Why is it structurally non-breaking for implementations?

By structurally breaking change I mean something that will fail all the implementations on the next nightly-build. It will happen if we do a breaking change to one of JSON Schema profiles e.g. changing schema.fields to be a mapping instead of an array.

Unfortunately, as the specs in some places were written very broadly, we also have a grey zone. Maybe finiteNumber was a bad example of it but something like any format for dates. The specs just say that it's implementation specific so e.g. changing this will be implementation-specific breaking.

So in my head for v2 I have these tiers (and my opinion on change possibility):

profiles (JSON Schema) level breaking -> no for v2 (and probably no forever)
semantically/grey zone/etc breaking -> discussible
not breaking - yes

roll · 2024-01-25T09:54:23Z

Also, it's the specifics of working on standards that many kinds of new features (a property added) don't have full forward-compat as e.g. a new constraint will kind of break validation completeness of the current implementations. So maybe this kind of changes might differentiate major and minor in our case. E.g.:

source.version -> minor as it's a part of JSON Schema validation
constraints.inclusiveMaximum -> major as it requires implementations updates and affects validation completeness

peterdesmet · 2024-01-25T11:31:41Z

@roll, since you wanted everything related to versioning be part of this discussion, I'm also referring to this comment by @khughitt and me regarding implementations retrieving or detecting the version of the Data Package spec:

Tangential but, this makes me wonder whether it would make sense to modify the validation machinery to support validating against earlier versions of the spec?

That would be useful, but rather than implementations (or users) guessing what version of the spec was used for a datapackage.json, it will likely be good if that was indicated. I don't think this is currently possible?

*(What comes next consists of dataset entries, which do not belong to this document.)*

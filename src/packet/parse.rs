use log::debug;
use num_traits::FromPrimitive;

use crate::errors::Result;
use crate::packet::events::{Event, PacketHeader, ParseOptions, RawPacket, Sink};
use crate::packet::reader::{Accumulator, ReadOutcome, Source};
use crate::packet::region::RegionStack;
use crate::types::{LengthType, Mpi, Tag};

/// Parse packets from `source`, delivering events to `sink` until the stream
/// ends or a packet fails to decode. On failure the sink receives an `Error`
/// event and the same error is returned.
pub fn parse<R: Source, S: Sink>(source: R, options: ParseOptions, sink: &mut S) -> Result<()> {
    let acc = Accumulator::new(options.accumulate);
    let mut parser = Parser {
        source,
        sink,
        acc,
        regions: RegionStack::default(),
        options,
    };
    parser.run()
}

/// One parse context: source, accumulator, region chain and sink. Content
/// decoders live in the sibling modules as further `impl` blocks.
pub struct Parser<'a, R, S> {
    pub(crate) source: R,
    pub(crate) sink: &'a mut S,
    pub(crate) acc: Accumulator,
    pub(crate) regions: RegionStack,
    pub(crate) options: ParseOptions,
}

impl<'a, R: Source, S: Sink> Parser<'a, R, S> {
    fn run(&mut self) -> Result<()> {
        loop {
            match self.parse_one_packet() {
                Ok(true) => {}
                Ok(false) => return Ok(()),
                Err(err) => {
                    self.sink.consume(Event::Error {
                        message: err.to_string(),
                    });
                    return Err(err);
                }
            }
        }
    }

    pub(crate) fn emit(&mut self, event: Event) {
        self.sink.consume(event);
    }

    /// Read straight from the source, mirroring into the accumulator.
    /// `Eof` is passed through so the packet loop can detect a clean end.
    fn base_read(&mut self, dst: &mut [u8]) -> Result<ReadOutcome> {
        match self.source.read(dst)? {
            ReadOutcome::Full => {
                self.acc.record(dst);
                Ok(ReadOutcome::Full)
            }
            ReadOutcome::Eof => Ok(ReadOutcome::Eof),
        }
    }

    /// Region-bounded read. Rejects the read before touching the source if
    /// it would overrun any open region; an empty region stack reads without
    /// bounds (header and length prefixes at the root).
    pub(crate) fn limited_read(&mut self, dst: &mut [u8]) -> Result<()> {
        let n = dst.len() as u32;
        ensure!(self.regions.fits(n), "not enough data left");

        match self.source.read(dst)? {
            ReadOutcome::Full => {}
            ReadOutcome::Eof => bail!("premature end of data"),
        }
        self.acc.record(dst);
        self.regions.advance(n);

        Ok(())
    }

    pub(crate) fn read_u8(&mut self) -> Result<u8> {
        let mut buf = [0u8; 1];
        self.limited_read(&mut buf)?;
        Ok(buf[0])
    }

    /// Big-endian scalar of 1 to 4 bytes.
    pub(crate) fn read_scalar(&mut self, len: usize) -> Result<u32> {
        debug_assert!(len <= 4);

        let mut buf = [0u8; 4];
        self.limited_read(&mut buf[..len])?;

        Ok(buf[..len]
            .iter()
            .fold(0u32, |acc, &b| (acc << 8) | u32::from(b)))
    }

    /// A 4-octet timestamp: seconds since 1970-01-01 UTC.
    /// Ref: https://tools.ietf.org/html/rfc4880.html#section-3.5
    pub(crate) fn read_time(&mut self) -> Result<u32> {
        self.read_scalar(4)
    }

    /// A multiprecision integer.
    /// Ref: https://tools.ietf.org/html/rfc4880.html#section-3.2
    pub(crate) fn read_mpi(&mut self, encrypted: bool) -> Result<Mpi> {
        let bits = self.read_scalar(2)? as u16;
        let len = (bits as usize + 7) / 8;

        let mut bytes = vec![0u8; len];
        if len > 0 {
            self.limited_read(&mut bytes)?;
        }

        Mpi::from_parts(bits, bytes, encrypted)
    }

    /// A new format length prefix. Partial body lengths are not supported;
    /// nothing the core decodes may be split across body chunks.
    /// Ref: https://tools.ietf.org/html/rfc4880.html#section-4.2.2
    pub(crate) fn read_new_length(&mut self) -> Result<u32> {
        let first = self.read_u8()?;
        match first {
            0..=191 => Ok(u32::from(first)),
            192..=223 => {
                let second = self.read_u8()?;
                Ok(((u32::from(first) - 192) << 8) + u32::from(second) + 192)
            }
            255 => self.read_scalar(4),
            _ => bail!("partial body length octet ({})", first),
        }
    }

    /// Skip `n` bytes, respecting region bounds.
    pub(crate) fn skip(&mut self, mut n: u32) -> Result<()> {
        let mut buf = [0u8; 4096];
        while n > 0 {
            let chunk = n.min(buf.len() as u32) as usize;
            self.limited_read(&mut buf[..chunk])?;
            n -= chunk as u32;
        }
        Ok(())
    }

    /// Drain the source, one byte at a time so that the final `Eof` lands on
    /// the first byte of a read. Only used inside indeterminate regions.
    pub(crate) fn read_to_eof(&mut self) -> Result<Vec<u8>> {
        let mut out = Vec::new();
        let mut buf = [0u8; 1];
        loop {
            match self.base_read(&mut buf)? {
                ReadOutcome::Full => {
                    self.regions.advance(1);
                    out.push(buf[0]);
                }
                ReadOutcome::Eof => return Ok(out),
            }
        }
    }

    /// Format error unless the innermost region was consumed exactly.
    pub(crate) fn check_consumed(&self) -> Result<()> {
        if let Some(region) = self.regions.current() {
            if let Some(remaining) = region.remaining() {
                ensure!(remaining == 0, "unconsumed data ({})", remaining);
            }
        }
        Ok(())
    }

    /// Decode one packet header, dispatch on its content tag, and wrap up
    /// with a `PacketEnd` event when accumulating. `Ok(false)` is a clean
    /// end of stream.
    fn parse_one_packet(&mut self) -> Result<bool> {
        let mut ptag = [0u8; 1];
        match self.base_read(&mut ptag)? {
            ReadOutcome::Eof => return Ok(false),
            ReadOutcome::Full => {}
        }
        let ptag = ptag[0];
        ensure!(ptag & 0x80 != 0, "format error (ptag bit not set)");

        let new_format = ptag & 0x40 != 0;
        let (tag, length_type, length) = if new_format {
            let tag = ptag & 0x3f;
            let length = self.read_new_length()?;
            (tag, LengthType::NewFormat, Some(length))
        } else {
            let tag = (ptag & 0x3c) >> 2;
            match ptag & 0x03 {
                0 => (tag, LengthType::OneOctet, Some(self.read_scalar(1)?)),
                1 => (tag, LengthType::TwoOctet, Some(self.read_scalar(2)?)),
                2 => (tag, LengthType::FourOctet, Some(self.read_scalar(4)?)),
                _ => (tag, LengthType::Indeterminate, None),
            }
        };

        debug!("packet tag {} length {:?}", tag, length);
        self.emit(Event::Header(PacketHeader {
            new_format,
            tag,
            length_type,
            length,
        }));

        self.regions.push(length);
        let res = self.dispatch(tag);
        self.regions.pop();
        res?;

        if self.acc.retains() {
            let raw = self.acc.take();
            self.emit(Event::PacketEnd(RawPacket { raw }));
        } else {
            self.acc.reset();
        }

        Ok(true)
    }

    fn dispatch(&mut self, tag: u8) -> Result<()> {
        match Tag::from_u8(tag) {
            Some(Tag::Signature) => self.parse_signature(),
            Some(Tag::PublicKey) => self.parse_public_key(Tag::PublicKey),
            Some(Tag::PublicSubkey) => self.parse_public_key(Tag::PublicSubkey),
            Some(Tag::UserId) => self.parse_user_id(),
            None => bail!("format error (unknown content tag {})", tag),
        }
    }
}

roll · 2024-01-25T11:49:36Z

I think on the Standard side, we need to decide whether we provide standard version information for an individual descriptor e.g. as proposed here #444

I think every implementation is free to decide how to handle it as it's just about resources. E.g. some implementation can have a feature that it validates against versions X, Y, and Z. And some just against Y

Note, that currently we consider datapackage.json to be versionless

peterdesmet · 2024-01-29T14:35:14Z

I think the rules for changing the Data Package spec should be declared (on the spec website or elsewhere). I currently find it difficult to assess if PR follow the rules. Here's a first attempt:

General rules

(in line with @khusmann's statement that software is easier to update than data artifacts #858 (comment))

An existing datapackage.json that is valid MUST NOT becoming invalid in the future.
A new datapackage.json MAY be invalid because a software implementation does not support the latest version of the specification (yet).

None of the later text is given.